+lemma fap_plusr: ∀G:abelian_group.∀x,y,z:G. y # z → y+x # z+x.
+intros (G x y z Ayz); apply (plus_strong_extr ? (-x));
+apply (ap_rewl ??? (y + (x + -x)));
+[1: apply (eq_sym ??? (plus_assoc ????));
+|2: apply (ap_rewr ??? (z + (x + -x)));
+ [1: apply (eq_sym ??? (plus_assoc ????));
+ |2: apply (ap_rewl ??? (y + (-x+x)) (plus_comm ? x (-x)));
+ apply (ap_rewl ??? (y + 0) (opp_inverse ??));
+ apply (ap_rewl ??? (0 + y) (plus_comm ???));
+ apply (ap_rewl ??? y (zero_neutral ??));
+ apply (ap_rewr ??? (z + (-x+x)) (plus_comm ? x (-x)));
+ apply (ap_rewr ??? (z + 0) (opp_inverse ??));
+ apply (ap_rewr ??? (0 + z) (plus_comm ???));
+ apply (ap_rewr ??? z (zero_neutral ??));
+ assumption]]
+qed.
+
+lemma plus_cancl: ∀G:abelian_group.∀y,z,x:G. x+y ≈ x+z → y ≈ z.
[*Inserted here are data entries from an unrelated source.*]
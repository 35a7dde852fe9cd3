use crate::error::AppError;
use rocket::http::Status;
use rocket::response::status::Custom;
use rocket::serde::json::{self, Json};
use serde::{Deserialize, Serialize};
use std::collections::HashMap;
use tracing::instrument;
use uuid::Uuid;
use validator::{Validate, ValidationError};

/// A JSON body whose parse failure is handed to the route instead of the
/// framework, so malformed input maps to 400 after the API key check.
pub type JsonBody<'r, T> = Result<Json<T>, json::Error<'r>>;

#[derive(Debug, Serialize, Deserialize, Clone)]
pub struct ValidationResponse {
    pub status: String,
    pub errors: HashMap<String, Vec<String>>,
}

impl ValidationResponse {
    pub fn new(errors: HashMap<String, Vec<String>>) -> Self {
        Self {
            status: "error".to_string(),
            errors,
        }
    }

    pub fn with_error(field: &str, message: &str) -> Self {
        let mut errors = HashMap::new();
        errors.insert(field.to_string(), vec![message.to_string()]);
        Self::new(errors)
    }
}

pub trait ToValidationResponse {
    fn to_validation_response(self) -> Custom<Json<ValidationResponse>>;
}

impl ToValidationResponse for Status {
    #[instrument]
    fn to_validation_response(self) -> Custom<Json<ValidationResponse>> {
        let (field, message) = match self.code {
            401 => ("authentication", "Authentication required"),
            404 => ("route", "No such route"),
            400 => ("request", "Bad request"),
            422 => ("request", "Request could not be processed"),
            500 => ("server", "Internal server error"),
            _ => ("error", "An error occurred"),
        };

        Custom(self, Json(ValidationResponse::with_error(field, message)))
    }
}

pub trait JsonValidateExt<T> {
    /// Unwraps the parsed body, rejecting malformed JSON.
    fn parsed(self) -> Result<T, AppError>;

    /// Unwraps the parsed body and runs its field validators.
    fn validated(self) -> Result<T, AppError>
    where
        T: Validate;
}

impl<T> JsonValidateExt<T> for JsonBody<'_, T> {
    fn parsed(self) -> Result<T, AppError> {
        match self {
            Ok(body) => Ok(body.into_inner()),
            Err(err) => Err(AppError::Validation(format!(
                "Malformed request body: {}",
                err
            ))),
        }
    }

    fn validated(self) -> Result<T, AppError>
    where
        T: Validate,
    {
        let body = self.parsed()?;
        body.validate()?;
        Ok(body)
    }
}

pub fn validate_identifier(value: &str) -> Result<(), ValidationError> {
    match Uuid::parse_str(value) {
        Ok(_) => Ok(()),
        Err(_) => Err(ValidationError::new("identifier")
            .with_message("must be a valid identifier".into())),
    }
}

/// Checks an identifier taken from the request path.
pub fn require_identifier(field: &str, value: &str) -> Result<(), AppError> {
    validate_identifier(value)
        .map_err(|_| AppError::Validation(format!("{}: must be a valid identifier", field)))
}
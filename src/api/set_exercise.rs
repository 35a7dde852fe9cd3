use rocket::State;
use rocket::http::Status;
use rocket::response::status::{Accepted, Created};
use rocket::serde::json::Json;
use serde::Deserialize;
use sqlx::{Pool, Sqlite};
use tracing::info;
use validator::Validate;

use super::{require_reference, require_target};
use crate::auth::ApiKey;
use crate::db::{
    delete, find, get_set_exercise_details, insert, new_identifier, replace, replace_children,
};
use crate::error::AppError;
use crate::models::{Exercise, Set, SetExercise, SetExerciseDetail};
use crate::validation::{JsonBody, JsonValidateExt, require_identifier, validate_identifier};

#[derive(Debug, Deserialize, Validate)]
#[serde(rename_all = "camelCase")]
pub struct SetExerciseRequest {
    /// Optional on the single-row routes, where the path names the set.
    #[validate(custom(function = "validate_identifier"))]
    pub set_id: Option<String>,
    #[serde(default)]
    #[validate(custom(function = "validate_identifier"))]
    pub exercise_id: String,
    #[serde(default)]
    pub order: i64,
    pub duration: Option<String>,
    pub unit: Option<String>,
    #[serde(default)]
    pub count: i64,
}

impl SetExerciseRequest {
    fn into_set_exercise(self, id: String, set_id: String) -> SetExercise {
        SetExercise {
            id,
            set_id,
            exercise_id: self.exercise_id,
            order: self.order,
            duration: self.duration,
            unit: self.unit,
            count: self.count,
        }
    }
}

/// The set a row belongs to: the path value, which a body `setId` may repeat
/// but not contradict.
fn resolve_set_id(path_set_id: &str, body_set_id: Option<&str>) -> Result<String, AppError> {
    match body_set_id {
        Some(body_set_id) if body_set_id != path_set_id => Err(AppError::Validation(format!(
            "setId: body value {} does not match path value {}",
            body_set_id, path_set_id
        ))),
        _ => Ok(path_set_id.to_string()),
    }
}

async fn require_exercise(pool: &Pool<Sqlite>, exercise_id: &str) -> Result<Exercise, AppError> {
    find::<Exercise>(pool, exercise_id).await?.ok_or_else(|| {
        AppError::MissingReference(format!("exerciseId {} does not exist", exercise_id))
    })
}

#[get("/set-exercises/<set_id>")]
pub async fn get_set_exercises(
    set_id: &str,
    db: &State<Pool<Sqlite>>,
) -> Result<Json<Vec<SetExerciseDetail>>, AppError> {
    require_identifier("setId", set_id)?;
    Ok(Json(get_set_exercise_details(db, set_id).await?))
}

#[post("/set-exercises/<set_id>", data = "<set_exercise>")]
pub async fn create_set_exercise(
    _key: ApiKey,
    set_id: &str,
    set_exercise: JsonBody<'_, SetExerciseRequest>,
    db: &State<Pool<Sqlite>>,
) -> Result<Created<Json<SetExerciseDetail>>, AppError> {
    let request = set_exercise.validated()?;
    require_identifier("setId", set_id)?;
    let set_id = resolve_set_id(set_id, request.set_id.as_deref())?;
    require_reference::<Set>(db, "setId", &set_id).await?;
    let exercise = require_exercise(db, &request.exercise_id).await?;

    let set_exercise = request.into_set_exercise(new_identifier(), set_id);
    insert(db, &set_exercise).await?;

    let location = format!(
        "/set-exercises/{}/{}",
        set_exercise.set_id, set_exercise.id
    );
    Ok(Created::new(location).body(Json(SetExerciseDetail::new(set_exercise, exercise))))
}

#[put("/set-exercises/<set_id>/<id>", data = "<set_exercise>")]
pub async fn update_set_exercise(
    _key: ApiKey,
    set_id: &str,
    id: &str,
    set_exercise: JsonBody<'_, SetExerciseRequest>,
    db: &State<Pool<Sqlite>>,
) -> Result<Accepted<Json<SetExerciseDetail>>, AppError> {
    let request = set_exercise.validated()?;
    require_identifier("setId", set_id)?;
    require_identifier("id", id)?;
    let set_id = resolve_set_id(set_id, request.set_id.as_deref())?;
    require_target::<SetExercise>(db, id).await?;
    require_reference::<Set>(db, "setId", &set_id).await?;
    let exercise = require_exercise(db, &request.exercise_id).await?;

    let set_exercise = request.into_set_exercise(id.to_string(), set_id);
    replace(db, &set_exercise).await?;

    Ok(Accepted(Json(SetExerciseDetail::new(set_exercise, exercise))))
}

#[delete("/set-exercises/<set_id>/<id>")]
pub async fn delete_set_exercise(
    _key: ApiKey,
    set_id: &str,
    id: &str,
    db: &State<Pool<Sqlite>>,
) -> Result<Status, AppError> {
    require_identifier("setId", set_id)?;
    require_identifier("id", id)?;

    match find::<SetExercise>(db, id).await? {
        Some(row) if row.set_id == set_id => {}
        _ => {
            return Err(AppError::NotFound(format!(
                "set exercise {} not found in set {}",
                id, set_id
            )));
        }
    }
    delete::<SetExercise>(db, id).await?;

    Ok(Status::Ok)
}

/// Replaces every exercise of each set named in the batch. Nothing is written
/// unless every row passes validation.
#[post("/set-exercises", data = "<set_exercises>")]
pub async fn replace_set_exercises(
    _key: ApiKey,
    set_exercises: JsonBody<'_, Vec<SetExerciseRequest>>,
    db: &State<Pool<Sqlite>>,
) -> Result<Created<Json<Vec<SetExercise>>>, AppError> {
    let requests = set_exercises.parsed()?;

    let mut set_ids: Vec<String> = Vec::new();
    for request in &requests {
        request.validate()?;
        match &request.set_id {
            Some(set_id) => {
                if !set_ids.contains(set_id) {
                    set_ids.push(set_id.clone());
                }
            }
            None => return Err(AppError::Validation("setId: is required".to_string())),
        }
    }

    for set_id in &set_ids {
        require_reference::<Set>(db, "setId", set_id).await?;
    }
    for request in &requests {
        require_exercise(db, &request.exercise_id).await?;
    }

    let rows: Vec<SetExercise> = requests
        .into_iter()
        .map(|mut request| {
            let set_id = request.set_id.take().unwrap_or_default();
            request.into_set_exercise(new_identifier(), set_id)
        })
        .collect();

    let removed = replace_children(db, "set_id", &set_ids, &rows).await?;
    info!(
        removed,
        inserted = rows.len(),
        "Set exercises replaced for {} sets",
        set_ids.len()
    );

    Ok(Created::new("/set-exercises").body(Json(rows)))
}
+intros 6 (G y z x E Ayz); apply E; apply fap_plusl; assumption;
+qed.
+
+lemma plus_cancr: ∀G:abelian_group.∀y,z,x:G. y+x ≈ z+x → y ≈ z.
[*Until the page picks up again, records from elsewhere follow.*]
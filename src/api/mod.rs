use rocket::Route;
use sqlx::{Pool, Sqlite};

use crate::db::{Entity, exists};
use crate::error::AppError;

pub mod exercise;
pub mod exercise_muscle;
pub mod muscle;
pub mod muscle_category;
pub mod plan;
pub mod set;
pub mod set_exercise;
pub mod sink;
pub mod workout;

pub fn routes() -> Vec<Route> {
    routes![
        health,
        sink::get_sink,
        plan::get_plans,
        plan::get_plan,
        plan::create_plan,
        plan::update_plan,
        plan::delete_plan,
        workout::get_workouts,
        workout::get_plan_workouts,
        workout::create_workout,
        workout::update_workout,
        workout::delete_workout,
        set::get_sets,
        set::get_workout_sets,
        set::create_set,
        set::update_set,
        set::delete_set,
        set_exercise::get_set_exercises,
        set_exercise::create_set_exercise,
        set_exercise::update_set_exercise,
        set_exercise::delete_set_exercise,
        set_exercise::replace_set_exercises,
        exercise::get_exercises,
        exercise::get_exercise,
        exercise::create_exercise,
        exercise::update_exercise,
        exercise::delete_exercise,
        exercise_muscle::get_muscle_exercises,
        exercise_muscle::replace_exercise_muscles,
        muscle::get_muscles,
        muscle::get_muscle,
        muscle::create_muscle,
        muscle::update_muscle,
        muscle::delete_muscle,
        muscle_category::get_muscle_categories,
        muscle_category::get_muscle_category,
        muscle_category::create_muscle_category,
        muscle_category::update_muscle_category,
        muscle_category::delete_muscle_category,
    ]
}

#[get("/health")]
pub fn health() -> &'static str {
    "OK"
}

/// Fails with 416 when the row addressed by the request is absent.
pub(crate) async fn require_target<E: Entity>(
    pool: &Pool<Sqlite>,
    id: &str,
) -> Result<(), AppError> {
    if exists::<E>(pool, id).await? {
        Ok(())
    } else {
        Err(AppError::NotFound(format!(
            "{} with id {} not found",
            E::TABLE,
            id
        )))
    }
}

/// Fails with 417 when a row referenced from the body is absent.
pub(crate) async fn require_reference<E: Entity>(
    pool: &Pool<Sqlite>,
    field: &str,
    id: &str,
) -> Result<(), AppError> {
    if exists::<E>(pool, id).await? {
        Ok(())
    } else {
        Err(AppError::MissingReference(format!(
            "{} {} does not exist",
            field, id
        )))
    }
}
+intros 6 (G y z x E Ayz); apply E; apply fap_plusr; assumption;
+qed.
+
+theorem eq_opp_plus_plus_opp_opp:
+ ∀G:abelian_group.∀x,y:G. -(x+y) ≈ -x + -y.
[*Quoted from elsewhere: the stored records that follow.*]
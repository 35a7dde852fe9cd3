use rocket::State;
use rocket::http::Status;
use rocket::response::status::{Accepted, Created};
use rocket::serde::json::Json;
use serde::Deserialize;
use sqlx::{Pool, Sqlite};
use validator::Validate;

use super::require_target;
use crate::auth::ApiKey;
use crate::db::{delete, get, insert, list, muscle_category_name_taken, new_identifier, replace};
use crate::error::AppError;
use crate::models::MuscleCategory;
use crate::validation::{JsonBody, JsonValidateExt, require_identifier};

#[derive(Debug, Deserialize, Validate)]
#[serde(rename_all = "camelCase")]
pub struct MuscleCategoryRequest {
    #[serde(default)]
    #[validate(length(min = 1, message = "name is required"))]
    pub name: String,
}

async fn require_unique_name(
    pool: &Pool<Sqlite>,
    name: &str,
    exclude_id: Option<&str>,
) -> Result<(), AppError> {
    if muscle_category_name_taken(pool, name, exclude_id).await? {
        return Err(AppError::Conflict(format!(
            "muscle category {} already exists",
            name
        )));
    }

    Ok(())
}

#[get("/muscle-category")]
pub async fn get_muscle_categories(
    db: &State<Pool<Sqlite>>,
) -> Result<Json<Vec<MuscleCategory>>, AppError> {
    Ok(Json(list::<MuscleCategory>(db).await?))
}

#[get("/muscle-category/<id>")]
pub async fn get_muscle_category(
    id: &str,
    db: &State<Pool<Sqlite>>,
) -> Result<Json<MuscleCategory>, AppError> {
    require_identifier("id", id)?;
    Ok(Json(get::<MuscleCategory>(db, id).await?))
}

#[post("/muscle-category", data = "<category>")]
pub async fn create_muscle_category(
    _key: ApiKey,
    category: JsonBody<'_, MuscleCategoryRequest>,
    db: &State<Pool<Sqlite>>,
) -> Result<Created<Json<MuscleCategory>>, AppError> {
    let request = category.validated()?;
    require_unique_name(db, &request.name, None).await?;

    let category = MuscleCategory {
        muscle_category_id: new_identifier(),
        name: request.name,
    };
    insert(db, &category).await?;

    Ok(Created::new(format!(
        "/muscle-category/{}",
        category.muscle_category_id
    ))
    .body(Json(category)))
}

#[put("/muscle-category/<id>", data = "<category>")]
pub async fn update_muscle_category(
    _key: ApiKey,
    id: &str,
    category: JsonBody<'_, MuscleCategoryRequest>,
    db: &State<Pool<Sqlite>>,
) -> Result<Accepted<Json<MuscleCategory>>, AppError> {
    let request = category.validated()?;
    require_identifier("id", id)?;
    require_target::<MuscleCategory>(db, id).await?;
    require_unique_name(db, &request.name, Some(id)).await?;

    let category = MuscleCategory {
        muscle_category_id: id.to_string(),
        name: request.name,
    };
    replace(db, &category).await?;

    Ok(Accepted(Json(category)))
}

#[delete("/muscle-category/<id>")]
pub async fn delete_muscle_category(
    _key: ApiKey,
    id: &str,
    db: &State<Pool<Sqlite>>,
) -> Result<Status, AppError> {
    require_identifier("id", id)?;
    delete::<MuscleCategory>(db, id).await?;

    Ok(Status::Ok)
}
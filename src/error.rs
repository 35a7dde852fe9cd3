use opentelemetry_semantic_conventions::{attribute::OTEL_STATUS_CODE, trace::ERROR_TYPE};
use rocket::http::Status;
use rocket::response::status::Custom;
use rocket::serde::json::Json;
use thiserror::Error;
use tracing::{Span, error, warn};

use crate::validation::ValidationResponse;

#[derive(Error, Debug)]
pub enum AppError {
    #[error("Database error: {0}")]
    Database(#[source] sqlx::Error),

    #[error("Authentication error: {0}")]
    Authentication(String),

    #[error("Validation error: {0}")]
    Validation(String),

    /// The row addressed by the request does not exist.
    #[error("Not found: {0}")]
    NotFound(String),

    /// A row referenced from the request body does not exist.
    #[error("Missing reference: {0}")]
    MissingReference(String),

    #[error("Conflict: {0}")]
    Conflict(String),

    #[error("Internal error: {0}")]
    Internal(String),
}

impl AppError {
    pub fn log_and_record(&self, ctx: &str) {
        let current_span = Span::current();
        let is_valid_span = !current_span.is_none();

        let message = self.to_string();
        let error_kind = match self {
            AppError::Database(err) => {
                error!(error = %message, context = %ctx, db_error = %err, "Database error");
                "database_error"
            }
            AppError::Authentication(msg) => {
                warn!(message = %msg, context = %ctx, "Authentication error");
                "authentication_error"
            }
            AppError::Validation(msg) => {
                warn!(message = %msg, context = %ctx, "Validation error");
                "validation_error"
            }
            AppError::NotFound(msg) => {
                warn!(message = %msg, context = %ctx, "Not found error");
                "not_found_error"
            }
            AppError::MissingReference(msg) => {
                warn!(message = %msg, context = %ctx, "Missing reference error");
                "missing_reference_error"
            }
            AppError::Conflict(msg) => {
                warn!(message = %msg, context = %ctx, "Conflict error");
                "conflict_error"
            }
            AppError::Internal(msg) => {
                error!(message = %msg, context = %ctx, "Internal server error");
                "internal_error"
            }
        };

        if is_valid_span {
            current_span.record("error", tracing::field::display(true));
            current_span.record(ERROR_TYPE, tracing::field::display(error_kind));
            current_span.record("error.message", tracing::field::display(&message));

            if let AppError::Database(_) | AppError::Internal(_) = self {
                current_span.record(OTEL_STATUS_CODE, tracing::field::display("ERROR"));
            }
        }
    }

    pub fn status_code(&self) -> Status {
        match self {
            AppError::Database(_) => Status::InternalServerError,
            AppError::Authentication(_) => Status::Unauthorized,
            AppError::Validation(_) => Status::BadRequest,
            AppError::NotFound(_) => Status::RangeNotSatisfiable,
            AppError::MissingReference(_) => Status::ExpectationFailed,
            AppError::Conflict(_) => Status::Conflict,
            AppError::Internal(_) => Status::InternalServerError,
        }
    }

    /// Field name and client-facing message for the JSON error body.
    /// Store and internal failures are not echoed to the caller.
    fn client_message(&self) -> (&'static str, String) {
        match self {
            AppError::Database(_) | AppError::Internal(_) => {
                ("server", "Internal server error".to_string())
            }
            AppError::Authentication(msg) => ("authentication", msg.clone()),
            AppError::Validation(msg) => ("request", msg.clone()),
            AppError::NotFound(msg) => ("resource", msg.clone()),
            AppError::MissingReference(msg) => ("reference", msg.clone()),
            AppError::Conflict(msg) => ("resource", msg.clone()),
        }
    }

    pub fn to_response_with_log(&self, context: &str) -> Custom<Json<ValidationResponse>> {
        self.log_and_record(context);
        let (field, message) = self.client_message();

        Custom(
            self.status_code(),
            Json(ValidationResponse::with_error(field, &message)),
        )
    }
}

impl<'r> rocket::response::Responder<'r, 'static> for AppError {
    fn respond_to(self, req: &'r rocket::Request<'_>) -> rocket::response::Result<'static> {
        self.to_response_with_log(&format!("Request to {} {}", req.method(), req.uri()))
            .respond_to(req)
    }
}

impl From<sqlx::Error> for AppError {
    fn from(error: sqlx::Error) -> Self {
        if let sqlx::Error::Database(db_error) = &error {
            if db_error.is_unique_violation() {
                return AppError::Conflict(db_error.message().to_string());
            }
        }

        AppError::Database(error)
    }
}

impl From<sqlx::migrate::MigrateError> for AppError {
    fn from(error: sqlx::migrate::MigrateError) -> Self {
        AppError::Internal(format!("Migration error: {}", error))
    }
}

impl From<validator::ValidationErrors> for AppError {
    fn from(errors: validator::ValidationErrors) -> Self {
        let mut fields: Vec<String> = errors
            .field_errors()
            .iter()
            .map(|(field, field_errors)| {
                let messages: Vec<String> = field_errors
                    .iter()
                    .map(|error| {
                        error
                            .message
                            .clone()
                            .unwrap_or_else(|| "invalid value".into())
                            .to_string()
                    })
                    .collect();
                format!("{}: {}", field, messages.join(", "))
            })
            .collect();
        fields.sort();

        AppError::Validation(fields.join("; "))
    }
}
+intros (G x y); apply (plus_cancr ??? (x+y));
+apply (eq_trans ?? 0 ? (opp_inverse ??));
+apply (eq_trans ?? (-x + -y + x + y)); [2: apply (eq_sym ??? (plus_assoc ????))]
+apply (eq_trans ?? (-y + -x + x + y)); [2: repeat apply feq_plusr; apply plus_comm]
+apply (eq_trans ?? (-y + (-x + x) + y)); [2: apply feq_plusr; apply plus_assoc;]
+apply (eq_trans ?? (-y + 0 + y));
+ [2: apply feq_plusr; apply feq_plusl; apply eq_sym; apply opp_inverse]
+apply (eq_trans ?? (-y + y));
+ [2: apply feq_plusr; apply eq_sym;
+ apply (eq_trans ?? (0+-y)); [apply plus_comm|apply zero_neutral]]
+apply eq_sym; apply opp_inverse.
+qed.
+
+theorem eq_opp_opp_x_x: ∀G:abelian_group.∀x:G.--x ≈ x.
+intros (G x); apply (plus_cancl ??? (-x));
+apply (eq_trans ?? (--x + -x)); [apply plus_comm]
+apply (eq_trans ?? 0); [apply opp_inverse]
+apply eq_sym; apply opp_inverse;
+qed.
+
+theorem eq_zero_opp_zero: ∀G:abelian_group.0 ≈ -0. [assumption]
+intro G; apply (plus_cancr ??? 0);
+apply (eq_trans ?? 0); [apply zero_neutral;]
+apply eq_sym; apply opp_inverse;
+qed.
+
+lemma feq_oppr: ∀G:abelian_group.∀x,y,z:G. y ≈ z → x ≈ -y → x ≈ -z.
+intros (G x y z H1 H2); apply (plus_cancr ??? z);
+apply (eq_trans ?? 0 ?? (opp_inverse ?z));
+apply (eq_trans ?? (-y + z) ? H2);
+apply (eq_trans ?? (-y + y) ? H1);
+apply (eq_trans ?? 0 ? (opp_inverse ??));
+apply eq_reflexive;
+qed.
+
+lemma feq_oppl: ∀G:abelian_group.∀x,y,z:G. y ≈ z → -y ≈ x → -z ≈ x.
+intros (G x y z H1 H2); apply eq_sym; apply (feq_oppr ??y);
+[2:apply eq_sym] assumption;
+qed.
+
+lemma feq_opp: ∀G:abelian_group.∀x,y:G. x ≈ y → -x ≈ -y.
+intros (G x y H); apply (feq_oppl ??y ? H); apply eq_reflexive;
+qed.
+
+coercion cic:/matita/groups/feq_opp.con nocomposites.
+
+lemma eq_opp_sym: ∀G:abelian_group.∀x,y:G. y ≈ x → -x ≈ -y.
+compose feq_opp with eq_sym (H); apply H; assumption;
+qed.
+
+coercion cic:/matita/groups/eq_opp_sym.con nocomposites.
+
+lemma eq_opp_plusr: ∀G:abelian_group.∀x,y,z:G. x ≈ y → -(x + z) ≈ -(y + z).
+compose feq_plusr with feq_opp(H); apply H; assumption;
+qed.
+
+coercion cic:/matita/groups/eq_opp_plusr.con nocomposites.
+
+lemma eq_opp_plusl: ∀G:abelian_group.∀x,y,z:G. x ≈ y → -(z + x) ≈ -(z + y).
+compose feq_plusl with feq_opp(H); apply H; assumption;
+qed.